Information supplied:
++++++
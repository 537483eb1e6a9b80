//! Block allocation and raw block writes.

use std::collections::HashMap;

use parking_lot::Mutex;
use serde::{Deserialize, Serialize};
use tracing::debug;

use crate::error::{CatalogError, Result};

pub const ALLOC_CONTIGUOUS: u32 = 0x01;
pub const ALLOC_METADATA_ZONE: u32 = 0x02;
pub const ALLOC_FLUSH_JOURNAL: u32 = 0x04;

pub trait BlockAllocator: Send + Sync {
    /// Allocate between `min_blocks` and `max_blocks` blocks near `start_hint`.
    /// Returns `(start_block, block_count)`.
    fn allocate(&self, start_hint: u32, min_blocks: u32, max_blocks: u32, flags: u32)
        -> Result<(u32, u32)>;

    fn deallocate(&self, start_block: u32, block_count: u32) -> Result<()>;

    fn write_blocks(&self, start_block: u32, data: &[u8]) -> Result<()>;

    fn block_size(&self) -> u32;

    fn free_blocks(&self) -> u32;
}

#[derive(Debug, Clone, Serialize, Deserialize)]
pub struct BitmapState {
    pub block_size: u32,
    pub total_blocks: u32,
    /// Leading blocks reserved for metadata allocations.
    pub metadata_zone: u32,
    pub bitmap: Vec<u64>,
    /// Blocks freed since the last journal flush. They stay unavailable
    /// until an allocation asks for the flush; saving the image flushes.
    #[serde(skip)]
    pub pending_free: Vec<u64>,
    pub data: HashMap<u32, Vec<u8>>,
}

/// In-memory allocation bitmap.
pub struct BitmapAllocator {
    state: Mutex<BitmapState>,
}

impl BitmapAllocator {
    pub fn new(block_size: u32, total_blocks: u32) -> Self {
        let words = (total_blocks as usize).div_ceil(64);
        Self {
            state: Mutex::new(BitmapState {
                block_size,
                total_blocks,
                metadata_zone: (total_blocks / 16).max(1),
                bitmap: vec![0; words],
                pending_free: vec![0; words],
                data: HashMap::new(),
            }),
        }
    }

    pub fn from_state(state: BitmapState) -> Self {
        Self {
            state: Mutex::new(state),
        }
    }

    pub fn state(&self) -> BitmapState {
        self.state.lock().clone()
    }

    /// False for blocks past the end of the volume.
    pub fn is_allocated(&self, block: u32) -> bool {
        let s = self.state.lock();
        block < s.total_blocks && test_bit(&s.bitmap, block)
    }

    /// Freed blocks still waiting for a journal flush.
    pub fn pending_free_blocks(&self) -> u32 {
        let s = self.state.lock();
        s.pending_free.iter().map(|w| w.count_ones()).sum()
    }

    pub fn read_block(&self, block: u32) -> Option<Vec<u8>> {
        self.state.lock().data.get(&block).cloned()
    }
}

fn test_bit(bitmap: &[u64], block: u32) -> bool {
    bitmap
        .get((block / 64) as usize)
        .is_some_and(|word| word & (1u64 << (block % 64)) != 0)
}

fn set_bit(bitmap: &mut Vec<u64>, block: u32, on: bool) {
    let at = (block / 64) as usize;
    if at >= bitmap.len() {
        if !on {
            return;
        }
        bitmap.resize(at + 1, 0);
    }
    let mask = 1u64 << (block % 64);
    if on {
        bitmap[at] |= mask;
    } else {
        bitmap[at] &= !mask;
    }
}

impl BitmapState {
    fn busy(&self, block: u32) -> bool {
        test_bit(&self.bitmap, block) || test_bit(&self.pending_free, block)
    }

    /// First free run of at least `min` blocks in `[from, to)`, capped at `max`.
    fn find_run(&self, from: u32, to: u32, min: u32, max: u32) -> Option<(u32, u32)> {
        let mut block = from;
        while block < to {
            if self.busy(block) {
                block += 1;
                continue;
            }
            let start = block;
            while block < to && block - start < max && !self.busy(block) {
                block += 1;
            }
            if block - start >= min {
                return Some((start, block - start));
            }
        }
        None
    }
}

impl BlockAllocator for BitmapAllocator {
    fn allocate(
        &self,
        start_hint: u32,
        min_blocks: u32,
        max_blocks: u32,
        flags: u32,
    ) -> Result<(u32, u32)> {
        if min_blocks == 0 || max_blocks < min_blocks {
            return Err(CatalogError::InvalidArgument("bad allocation range".into()));
        }
        let mut s = self.state.lock();
        if flags & ALLOC_FLUSH_JOURNAL != 0 {
            let released: u32 = s.pending_free.iter().map(|w| w.count_ones()).sum();
            s.pending_free.iter_mut().for_each(|w| *w = 0);
            debug!("journal flush released {} freed blocks", released);
        }
        let (lo, hi) = if flags & ALLOC_METADATA_ZONE != 0 {
            (0, s.total_blocks)
        } else {
            (s.metadata_zone.min(s.total_blocks), s.total_blocks)
        };
        // Runs are always contiguous.
        let hint = start_hint.clamp(lo, hi);
        let found = s
            .find_run(hint, hi, min_blocks, max_blocks)
            .or_else(|| s.find_run(lo, hint, min_blocks, max_blocks));
        let Some((start, count)) = found else {
            return Err(CatalogError::NoSpace);
        };
        for b in start..start + count {
            set_bit(&mut s.bitmap, b, true);
        }
        debug!("allocated {} blocks at {}", count, start);
        Ok((start, count))
    }

    fn deallocate(&self, start_block: u32, block_count: u32) -> Result<()> {
        let mut s = self.state.lock();
        if start_block.saturating_add(block_count) > s.total_blocks {
            return Err(CatalogError::InvalidArgument("extent past end of volume".into()));
        }
        for b in start_block..start_block + block_count {
            set_bit(&mut s.bitmap, b, false);
            set_bit(&mut s.pending_free, b, true);
            s.data.remove(&b);
        }
        debug!("deallocated {} blocks at {}", block_count, start_block);
        Ok(())
    }

    fn write_blocks(&self, start_block: u32, data: &[u8]) -> Result<()> {
        let mut s = self.state.lock();
        let bs = s.block_size as usize;
        for (i, chunk) in data.chunks(bs).enumerate() {
            let block = start_block + i as u32;
            if block >= s.total_blocks || !test_bit(&s.bitmap, block) {
                return Err(CatalogError::InvalidArgument(format!(
                    "write to unallocated block {}",
                    block
                )));
            }
            let mut buf = chunk.to_vec();
            buf.resize(bs, 0);
            s.data.insert(block, buf);
        }
        Ok(())
    }

    fn block_size(&self) -> u32 {
        self.state.lock().block_size
    }

    fn free_blocks(&self) -> u32 {
        let s = self.state.lock();
        (0..s.total_blocks).filter(|&b| !test_bit(&s.bitmap, b)).count() as u32
    }
}
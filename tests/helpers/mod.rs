#![allow(dead_code)]

use std::path::{Path, PathBuf};
use std::process::{Command, Output};
use std::sync::atomic::{AtomicBool, Ordering};
use std::sync::Arc;

use hfscat::alloc::BitmapAllocator;
use hfscat::btree::{CatalogTree, MemTree, NodeHint};
use hfscat::catalog::attr::{CatAttr, CatDesc, CD_ISDIR, S_IFDIR, S_IFREG};
use hfscat::catalog::records::{CatalogKey, CatalogRecord, Cnid};
use hfscat::catalog::Catalog;
use hfscat::cnode::CnodeCache;
use hfscat::config::CatalogConfig;
use hfscat::error::{CatalogError, Result};
use hfscat::vnops::Mount;
use hfscat::volume::{Vcb, VolumeHeader};

pub const UID: u32 = 501;
pub const GID: u32 = 20;

/// A fresh in-memory volume named "Test".
pub fn mount() -> Mount {
    mount_with(CatalogConfig::default())
}

pub fn mount_with(config: CatalogConfig) -> Mount {
    Mount::format("Test", config, 4096).expect("format volume")
}

/// A volume whose B-tree can be told to fail its next insert or delete.
pub fn faulty_mount() -> (Arc<FaultyTree>, Mount) {
    let config = CatalogConfig::default();
    let tree = Arc::new(FaultyTree::new(MemTree::new(config.case_sensitive)));
    let alloc = Arc::new(BitmapAllocator::new(config.block_size, 4096));
    let mount = Mount::format_on(tree.clone(), alloc, "Test", config).expect("format volume");
    (tree, mount)
}

/// Every catalog record, for before/after comparisons.
pub fn snapshot(mount: &Mount) -> Vec<(CatalogKey, CatalogRecord)> {
    mount.catalog().snapshot().expect("snapshot catalog")
}

/// Thread records that point at `cnid`.
pub fn thread_count(mount: &Mount, cnid: Cnid) -> usize {
    snapshot(mount)
        .iter()
        .filter(|(key, rec)| key.name.is_empty() && key.parent_id == cnid && rec.is_thread())
        .count()
}

/// A freshly initialized catalog over in-memory collaborators.
pub fn catalog() -> Catalog {
    catalog_with(CatalogConfig::default())
}

pub fn catalog_with(config: CatalogConfig) -> Catalog {
    catalog_on(config, Arc::new(BitmapAllocator::new(512, 1024)))
}

pub fn catalog_on(config: CatalogConfig, alloc: Arc<BitmapAllocator>) -> Catalog {
    let tree = Arc::new(MemTree::new(config.case_sensitive));
    let cat = Catalog::new(
        tree,
        alloc,
        Vcb::new(VolumeHeader::default()),
        config,
        CnodeCache::new(8),
    );
    cat.initialize("Test").expect("initialize catalog");
    cat
}

pub fn file_attr(cnid: Cnid) -> CatAttr {
    let mut attr = CatAttr::new_entry(S_IFREG | 0o644, UID, GID);
    attr.fileid = cnid;
    attr
}

pub fn dir_attr(cnid: Cnid) -> CatAttr {
    let mut attr = CatAttr::new_entry(S_IFDIR | 0o755, UID, GID);
    attr.fileid = cnid;
    attr
}

/// Create a file or directory under `parent` with a fresh CNID.
pub fn make(cat: &Catalog, parent: Cnid, name: &str, dir: bool) -> CatDesc {
    let cnid = cat.acquire_cnid().expect("acquire cnid");
    let mut desc = CatDesc::named(parent, name);
    let attr = if dir {
        desc.flags |= CD_ISDIR;
        dir_attr(cnid)
    } else {
        file_attr(cnid)
    };
    let out = cat.create(cnid, &desc, &attr).expect("create entry");
    cat.release_cnid(cnid);
    out
}

/// Wraps `MemTree` with one-shot failure switches.
pub struct FaultyTree {
    inner: MemTree,
    pub fail_leaf_insert: AtomicBool,
    pub fail_thread_insert: AtomicBool,
    pub fail_thread_delete: AtomicBool,
    pub fail_leaf_delete: AtomicBool,
}

impl FaultyTree {
    pub fn new(inner: MemTree) -> Self {
        Self {
            inner,
            fail_leaf_insert: AtomicBool::new(false),
            fail_thread_insert: AtomicBool::new(false),
            fail_thread_delete: AtomicBool::new(false),
            fail_leaf_delete: AtomicBool::new(false),
        }
    }

    pub fn arm(flag: &AtomicBool) {
        flag.store(true, Ordering::SeqCst);
    }
}

fn injected() -> CatalogError {
    CatalogError::Io(std::io::Error::other("injected fault"))
}

impl CatalogTree for FaultyTree {
    fn search(&self, key: &CatalogKey, hint: NodeHint) -> Result<(CatalogRecord, NodeHint)> {
        self.inner.search(key, hint)
    }

    fn insert(&self, key: &CatalogKey, record: CatalogRecord) -> Result<NodeHint> {
        let flag = if record.is_thread() {
            &self.fail_thread_insert
        } else {
            &self.fail_leaf_insert
        };
        if flag.swap(false, Ordering::SeqCst) {
            return Err(CatalogError::NoSpace);
        }
        self.inner.insert(key, record)
    }

    fn delete(&self, key: &CatalogKey) -> Result<()> {
        let flag = if key.name.is_empty() {
            &self.fail_thread_delete
        } else {
            &self.fail_leaf_delete
        };
        if flag.swap(false, Ordering::SeqCst) {
            return Err(injected());
        }
        self.inner.delete(key)
    }

    fn update(
        &self,
        key: &CatalogKey,
        hint: NodeHint,
        mutate: &mut dyn FnMut(&mut CatalogRecord) -> Result<()>,
    ) -> Result<NodeHint> {
        self.inner.update(key, hint, mutate)
    }

    fn iterate(
        &self,
        start: &CatalogKey,
        after: bool,
        visit: &mut dyn FnMut(&CatalogKey, &CatalogRecord, NodeHint) -> bool,
    ) -> Result<()> {
        self.inner.iterate(start, after, visit)
    }

    fn record_count(&self) -> usize {
        self.inner.record_count()
    }
}

/// A temp directory holding a volume image path.
pub struct TestImage {
    pub dir: tempfile::TempDir,
}

impl TestImage {
    pub fn new() -> Self {
        TestImage {
            dir: tempfile::tempdir().expect("failed to create image dir"),
        }
    }

    pub fn path(&self) -> PathBuf {
        self.dir.path().join("volume.json")
    }

    pub fn log_path(&self) -> PathBuf {
        self.dir.path().join("hfscat-test.log")
    }

    /// Run the CLI against this image.
    pub fn run(&self, args: &[&str]) -> Output {
        run_hfscat(&self.path(), args)
    }

    /// Run the CLI and require success; returns stdout.
    pub fn ok(&self, args: &[&str]) -> String {
        let out = self.run(args);
        assert!(
            out.status.success(),
            "hfscat {:?} failed: {}",
            args,
            String::from_utf8_lossy(&out.stderr)
        );
        String::from_utf8_lossy(&out.stdout).into_owned()
    }
}

pub fn run_hfscat(image: &Path, args: &[&str]) -> Output {
    Command::new(env!("CARGO_BIN_EXE_hfscat"))
        .arg("--image")
        .arg(image)
        .args(args)
        .env("RUST_LOG", "warn")
        .output()
        .expect("failed to run hfscat")
}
++++++
Prompt:
From the listing above, output exactly the run of lines that starts with the line containing "desc.flags |= CD_ISDIR;" and ends with the line containing "one-shot failure switches.".

Answer section:
        desc.flags |= CD_ISDIR;
        dir_attr(cnid)
    } else {
        file_attr(cnid)
    };
    let out = cat.create(cnid, &desc, &attr).expect("create entry");
    cat.release_cnid(cnid);
    out
}

/// Wraps `MemTree` with one-shot failure switches.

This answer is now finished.